When a majority of south DeKalb students fail to succeed in college and, indeed, would be hard pressed to pass the military’s basic-skills examination, it is surprising that the military’s successful model of using serious remediation coupled with consequential discipline goes unmentioned while dubious educational “theories” are touted over and over.

Meanwhile, the pressing need for intensive, remedial, small-group instruction in reading and math on a massive scale makes the continued employment of so many overpaid non-teaching personnel seem appalling.

I regularly run or bike to school from my home in the city of Decatur. When experienced from the street level, passing over Memorial Drive while headed south can feel like crossing an invisible line and moving into a different world.
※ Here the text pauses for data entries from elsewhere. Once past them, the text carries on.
//! Test orchestration: validate -> build -> boot -> functional tests, per configuration.
//!
//! ```text
//!  configs --validate--> invalid ----------------------------+
//!     |                                                      |
//!     +--> bounded job queue --> worker 1..N --> result channel --> results
//! ```
//!
//! One worker owns a configuration end-to-end. Each job runs in its own task so
//! a panic becomes an `Aborted` result instead of taking the worker down.

pub mod functional;
pub mod report;
pub mod state;

pub use report::{generate_test_report, Outcome, TestReport};
pub use state::{PipelineState, PipelineTracker};

use crate::config::generator::generate_for_architectures;
use crate::config::validator::validate_config;
use crate::config::TesterSettings;
use crate::error::ConfigError;
use crate::kernel::{BootTester, BootVerifier, ConfigBuilder, KernelBuilder};
use crate::models::{
    BootMode, ConfigBootResult, ConfigBuildResult, ConfigTestResult, ConfigType, FunctionalTestResult,
    KernelConfig,
};
use crate::sinks::{CriticalEvent, EventSeverity, NotificationSink, ResultSink};
use crate::usage::UsageTracker;
use std::collections::HashSet;
use std::sync::Arc;
use std::time::Duration;
use tokio::sync::{mpsc, watch, Mutex};

/// A validated configuration waiting for a worker.
struct Job {
    config: Arc<KernelConfig>,
    validation_warnings: Vec<String>,
}

/// Everything a worker needs to run one configuration.
struct Pipeline {
    builder: Arc<dyn KernelBuilder>,
    boot: Arc<dyn BootVerifier>,
    boot_timeout: Duration,
    cancel_rx: Option<watch::Receiver<bool>>,
}

/// Builder for a [`ConfigTestResult`] as stages complete.
struct PipelineRun {
    config: Arc<KernelConfig>,
    tracker: PipelineTracker,
    test_log: String,
}

impl PipelineRun {
    fn new(config: Arc<KernelConfig>) -> Self {
        PipelineRun {
            config,
            tracker: PipelineTracker::new(),
            test_log: String::new(),
        }
    }

    fn enter(&mut self, next: PipelineState) {
        match self.tracker.advance(next) {
            Ok(()) => {
                log::debug!("[Pipeline] {} -> {}", self.config.name(), next);
                self.test_log.push_str(&format!("[state] {}\n", next));
            }
            Err(e) => {
                log::error!("[Pipeline] {}: {}", self.config.name(), e);
                self.test_log.push_str(&format!("[error] {}\n", e));
            }
        }
    }

    fn note(&mut self, line: impl AsRef<str>) {
        self.test_log.push_str(line.as_ref());
        self.test_log.push('\n');
    }

    fn finish(
        self,
        build_result: ConfigBuildResult,
        boot_result: Option<ConfigBootResult>,
        functional_tests: Vec<FunctionalTestResult>,
        abort_reason: Option<String>,
    ) -> ConfigTestResult {
        let boot_success = boot_result.as_ref().map_or(false, |b| b.success);
        let boot_time = boot_result
            .as_ref()
            .filter(|b| b.mode != BootMode::Skipped)
            .map(|b| b.boot_time);
        let (final_state, state_history) = self.tracker.into_parts();
        ConfigTestResult {
            config: self.config,
            build_result,
            boot_success,
            boot_time,
            boot_result,
            functional_tests,
            test_log: self.test_log,
            final_state,
            state_history,
            abort_reason,
        }
    }
}

impl Pipeline {
    fn cancelled(&self) -> bool {
        self.cancel_rx.as_ref().map_or(false, |rx| *rx.borrow())
    }

    async fn run(&self, job: Job, build_timeout: Duration) -> ConfigTestResult {
        let config = job.config;
        let mut run = PipelineRun::new(config.clone());
        run.enter(PipelineState::Validated);

        if self.cancelled() {
            let reason = "run cancelled before build".to_string();
            run.note(&reason);
            run.tracker.abort();
            let build = ConfigBuildResult::rejected(config, vec![reason.clone()], job.validation_warnings);
            return run.finish(build, None, Vec::new(), Some(reason));
        }

        run.enter(PipelineState::Building);
        let mut build = self.builder.build_config(config.clone(), build_timeout).await;
        if !job.validation_warnings.is_empty() {
            let mut warnings = job.validation_warnings;
            warnings.append(&mut build.warnings);
            build.warnings = warnings;
        }
        run.note(format!(
            "build {} in {:.1}s",
            if build.success { "succeeded" } else { "failed" },
            build.build_time.as_secs_f64()
        ));

        if !build.success {
            run.enter(PipelineState::BuildFailed);
            let boot = ConfigBootResult::skipped(config, "Build failed; boot test not attempted");
            return run.finish(build, Some(boot), Vec::new(), None);
        }
        run.enter(PipelineState::BuildSucceeded);

        if self.cancelled() {
            let reason = "run cancelled before boot".to_string();
            run.note(&reason);
            run.tracker.abort();
            return run.finish(build, None, Vec::new(), Some(reason));
        }

        run.enter(PipelineState::BootTesting);
        let boot = self
            .boot
            .boot_test_config(config.clone(), &build, self.boot_timeout)
            .await;
        run.note(format!(
            "boot {} ({:?}) in {:.1}s",
            if boot.success { "succeeded" } else { "failed" },
            boot.mode,
            boot.boot_time.as_secs_f64()
        ));

        if !boot.success {
            run.enter(PipelineState::BootFailed);
            return run.finish(build, Some(boot), Vec::new(), None);
        }
        run.enter(PipelineState::BootSucceeded);

        if self.cancelled() {
            let reason = "run cancelled before functional tests".to_string();
            run.note(&reason);
            run.tracker.abort();
            return run.finish(build, Some(boot), Vec::new(), Some(reason));
        }

        run.enter(PipelineState::FunctionalTesting);
        let tests = functional::run_functional_tests(&config, &boot);
        for test in &tests {
            run.note(format!("functional {}: {:?}", test.name, test.status));
        }
        run.enter(PipelineState::Completed);
        run.finish(build, Some(boot), tests, None)
    }
}

/// Result for a configuration rejected before any build slot was used.
fn invalid_result(config: Arc<KernelConfig>, errors: Vec<String>, warnings: Vec<String>) -> ConfigTestResult {
    let mut run = PipelineRun::new(config.clone());
    for error in &errors {
        run.note(format!("invalid: {}", error));
    }
    run.enter(PipelineState::Invalid);
    let build = ConfigBuildResult::rejected(config, errors, warnings);
    run.finish(build, None, Vec::new(), None)
}

/// Result for a job whose task panicked or was torn down.
fn aborted_result(config: Arc<KernelConfig>, err: tokio::task::JoinError) -> ConfigTestResult {
    let reason = if err.is_panic() {
        let payload = err.into_panic();
        let text = payload
            .downcast_ref::<&str>()
            .map(|s| s.to_string())
            .or_else(|| payload.downcast_ref::<String>().cloned())
            .unwrap_or_else(|| "unknown panic payload".to_string());
        format!("worker panicked: {}", text)
    } else {
        "worker task was cancelled".to_string()
    };
    log::error!("[Pipeline] {}: {}", config.name(), reason);

    let mut run = PipelineRun::new(config.clone());
    run.enter(PipelineState::Validated);
    run.note(&reason);
    run.tracker.abort();
    let build = ConfigBuildResult::rejected(config, vec![reason.clone()], Vec::new());
    run.finish(build, None, Vec::new(), Some(reason))
}

/// Coordinates validation, parallel builds, boots and functional tests.
pub struct TestOrchestrator {
    settings: Arc<TesterSettings>,
    builder: Arc<dyn KernelBuilder>,
    boot: Arc<dyn BootVerifier>,
    usage: Option<Arc<UsageTracker>>,
    result_sink: Option<Arc<dyn ResultSink>>,
    notifier: Option<Arc<dyn NotificationSink>>,
    cancel_rx: Option<watch::Receiver<bool>>,
}

impl TestOrchestrator {
    /// Orchestrator driving the real `make` builder and boot tester.
    pub fn new(settings: Arc<TesterSettings>) -> Self {
        let builder = Arc::new(ConfigBuilder::new(settings.clone()));
        let boot = Arc::new(BootTester::new(settings.clone()));
        Self::with_components(settings, builder, boot)
    }

    pub fn with_components(
        settings: Arc<TesterSettings>,
        builder: Arc<dyn KernelBuilder>,
        boot: Arc<dyn BootVerifier>,
    ) -> Self {
        TestOrchestrator {
            settings,
            builder,
            boot,
            usage: None,
            result_sink: None,
            notifier: None,
            cancel_rx: None,
        }
    }

    /// Flip the channel to `true` to stop the run after in-flight stages finish.
    pub fn with_cancellation(mut self, cancel_rx: watch::Receiver<bool>) -> Self {
        self.cancel_rx = Some(cancel_rx);
        self
    }

    pub fn with_usage_tracker(mut self, usage: Arc<UsageTracker>) -> Self {
        self.usage = Some(usage);
        self
    }

    pub fn with_result_sink(mut self, sink: Arc<dyn ResultSink>) -> Self {
        self.result_sink = Some(sink);
        self
    }

    pub fn with_notifier(mut self, notifier: Arc<dyn NotificationSink>) -> Self {
        self.notifier = Some(notifier);
        self
    }

    /// Generate and test the standard matrix for the configured architectures.
    pub async fn test_standard_configurations(&self) -> Result<Vec<ConfigTestResult>, ConfigError> {
        let configs = generate_for_architectures(&self.settings.architectures)?;
        Ok(self
            .test_configurations(configs, self.settings.build_timeout())
            .await)
    }

    /// Run every configuration through the pipeline.
    ///
    /// Returns exactly one result per input configuration, in completion order.
    pub async fn test_configurations(
        &self,
        configs: Vec<KernelConfig>,
        timeout_per_build: Duration,
    ) -> Vec<ConfigTestResult> {
        let submitted = configs.len();
        let mut results = Vec::with_capacity(submitted);
        let mut seen = HashSet::new();
        let mut jobs = Vec::new();

        for config in configs {
            let config = Arc::new(config);
            if !seen.insert(config.name().to_string()) {
                let error = format!("Duplicate configuration name in run: {}", config.name());
                log::warn!("[Run] {}", error);
                results.push(invalid_result(config, vec![error], Vec::new()));
                continue;
            }
            let (is_valid, errors, warnings) = validate_config(&config).into_parts();
            if !is_valid {
                log::warn!("[Run] {} rejected: {}", config.name(), errors.join("; "));
                results.push(invalid_result(config, errors, warnings));
                continue;
            }
            jobs.push(Job {
                config,
                validation_warnings: warnings,
            });
        }

        if !jobs.is_empty() {
            let workers = self.settings.max_parallel_builds.max(1).min(jobs.len());
            crate::log_info!(
                "[Run] Testing {} configuration(s) with {} worker(s), {} rejected up front",
                jobs.len(),
                workers,
                results.len()
            );
            results.extend(self.run_pool(jobs, workers, timeout_per_build).await);
        }

        self.publish(&results);

        let built = results.iter().filter(|r| r.build_result.success).count();
        let booted = results.iter().filter(|r| r.boot_success).count();
        crate::log_parsed!(
            "[Run] {} configuration(s): {} built, {} booted",
            results.len(),
            built,
            booted
        );
        debug_assert_eq!(results.len(), submitted);
        results
    }

    async fn run_pool(&self, jobs: Vec<Job>, workers: usize, build_timeout: Duration) -> Vec<ConfigTestResult> {
        let expected = jobs.len();
        let pipeline = Arc::new(Pipeline {
            builder: self.builder.clone(),
            boot: self.boot.clone(),
            boot_timeout: self.settings.boot_timeout(),
            cancel_rx: self.cancel_rx.clone(),
        });

        let (job_tx, job_rx) = mpsc::channel::<Job>(workers);
        let job_rx = Arc::new(Mutex::new(job_rx));
        let (result_tx, mut result_rx) = mpsc::unbounded_channel::<ConfigTestResult>();

        tokio::spawn(async move {
            for job in jobs {
                if job_tx.send(job).await.is_err() {
                    break;
                }
            }
        });

        for worker in 0..workers {
            let job_rx = job_rx.clone();
            let result_tx = result_tx.clone();
            let pipeline = pipeline.clone();
            tokio::spawn(async move {
                loop {
                    let next = job_rx.lock().await.recv().await;
                    let Some(job) = next else { break };
                    let config = job.config.clone();
                    log::debug!("[Run] worker {} picked {}", worker, config.name());

                    let task_pipeline = pipeline.clone();
                    let handle = tokio::spawn(async move { task_pipeline.run(job, build_timeout).await });
                    let result = match handle.await {
                        Ok(result) => result,
                        Err(e) => aborted_result(config, e),
                    };
                    if result_tx.send(result).is_err() {
                        break;
                    }
                }
            });
        }
        drop(result_tx);

        let mut results = Vec::with_capacity(expected);
        while let Some(result) = result_rx.recv().await {
            crate::log_parsed!(
                "[Run] {} finished: {}",
                result.config.name(),
                result.final_state
            );
            results.push(result);
        }
        results
    }

    /// Hand results to the sinks and the usage tracker.
    fn publish(&self, results: &[ConfigTestResult]) {
        for result in results {
            let config = &result.config;
            if let Some(sink) = &self.result_sink {
                let previous = sink.last_build_succeeded(config.architecture(), config.config_type());
                if config.config_type() == ConfigType::Maximal
                    && result.final_state == PipelineState::BuildFailed
                    && previous == Some(true)
                {
                    self.raise_regression(result);
                }
                sink.record_build(&result.build_result);
                if let Some(boot) = &result.boot_result {
                    sink.record_boot(boot);
                }
                sink.record_test(result);
            }
            if let Some(usage) = &self.usage {
                usage.track_configuration(config, Some(result));
            }
        }
    }

    fn raise_regression(&self, result: &ConfigTestResult) {
        let Some(notifier) = &self.notifier else {
            return;
        };
        let config = &result.config;
        let mut event = CriticalEvent::new(
            EventSeverity::Critical,
            format!("Maximal build regression on {}", config.architecture()),
            format!(
                "{} failed to build after a previous success: {}",
                config.name(),
                result.build_result.errors.join("; ")
            ),
        );
        event.config_name = Some(config.name().to_string());
        event.architecture = Some(config.architecture());
        notifier.notify(&event);
    }
}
Notwithstanding the long police-response times, the understaffed police precincts, the unkempt medians and the deteriorating roads, the disparities in the quality of infrastructure and public services are nowhere near as drastic as in Johannesburg. But the abrupt transition to an almost totally black area does mirror the segregation in the South African city. A growing gap separates south DeKalb from the parts of metro Atlanta that belong to a modern city plugged into the global economy.

Far too many graduates of this system face a steep, uphill struggle in an economy buffeted by transnational competition that presupposes a high level of basic education. The failure to acquire such an education today has a clear consequence: long-term unemployment that, in turn, breeds social ills, which then affect the schools, whose apparent decline depresses property values even more, thereby further reducing education funding.

President Barack Obama’s inauguration two years ago stands as a powerful testimony to the significance of education. South DeKalb once stood out as a symbol of black middle-class prosperity.

Now, far too many African-American students there are being denied the chance to use education as a way to access opportunity. It will prove to be a cruel irony of history if the election of the country’s first black president coincided with the rise of a disconnected and undereducated population consigned to a far-flung area on the easily ignored edges of a major metropolitan area.

William Blackwood received a B.A. from Georgetown and a Ph.D. from Yale. He has been teaching social studies at Southwest DeKalb High School since 2007.